For communications, marketing, or customer service professionals, these are challenging industries to work in, where having enough resources to deal with crises can be almost impossible. Companies put a lot of effort into preparing for various scenarios, but the key challenge of being able to suddenly increase the volume of communications often remains unaddressed.
When crisis meets seasonality
In industries like tourism and travel, the situation is sometimes made worse by seasonality. When a difficult situation happens to coincide with a peak in the season, a company can find that its already overstretched communication teams simply don’t have the bandwidth to take on more work.
In a previous article about seasonality, we explained how its effects could be mitigated by focusing the efforts of experienced customer support agents on the most difficult cases and allow automated systems to handle standard interactions. This system is also effective in some of the milder crises, that in the industry are euphemistically called “contingencies”, but for cases where travelers are stressed or nervous, a different approach might be needed.
Augmenting human to human conversations
As one of our team members, who worked in travel for more than 10 years, can attest, stressed out passengers can often be hard to deal with, especially in a crisis situation. Their messages are frequently contradictory or incoherent, and an automated system or an inexperienced agent can struggle to deal with them.

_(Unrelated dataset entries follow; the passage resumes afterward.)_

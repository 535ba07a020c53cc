pub mod aggregator;
pub mod barcode;
pub mod config;
pub mod dispatch;
pub mod errors;
pub mod init;
pub mod job;
pub mod platemap;
pub mod project;
pub mod sqlite;
pub mod table;
pub mod workflow;

/// Sets up `env_logger` for the binaries, logging at `info` unless
/// `RUST_LOG` says otherwise.
pub fn init_logging() {
    env_logger::Builder::from_env(env_logger::Env::default().default_filter_or("info"))
        .format_timestamp_secs()
        .try_init()
        .ok();
}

Handling these situations correctly often involves an “anger reduction” stage where the agent works to calm the person down and identify the problem. Once a problem is identified, the agent then needs to multitask and try to keep the traveler in a (relatively) positive state of mind while they work feverishly to solve the problem through the company’s reservations, CRM, and operational systems.
It can be an incredibly demanding and time-consuming job that can be made a lot easier and faster if the agent only has to focus on the emotional aspect of the interaction. To achieve this, smart companies can use the “helper bot method” where a chatbot is used to interact with the company’s systems and provide draft responses, pre-filled with all the necessary information, that the human agent can then verify and send on to the customer.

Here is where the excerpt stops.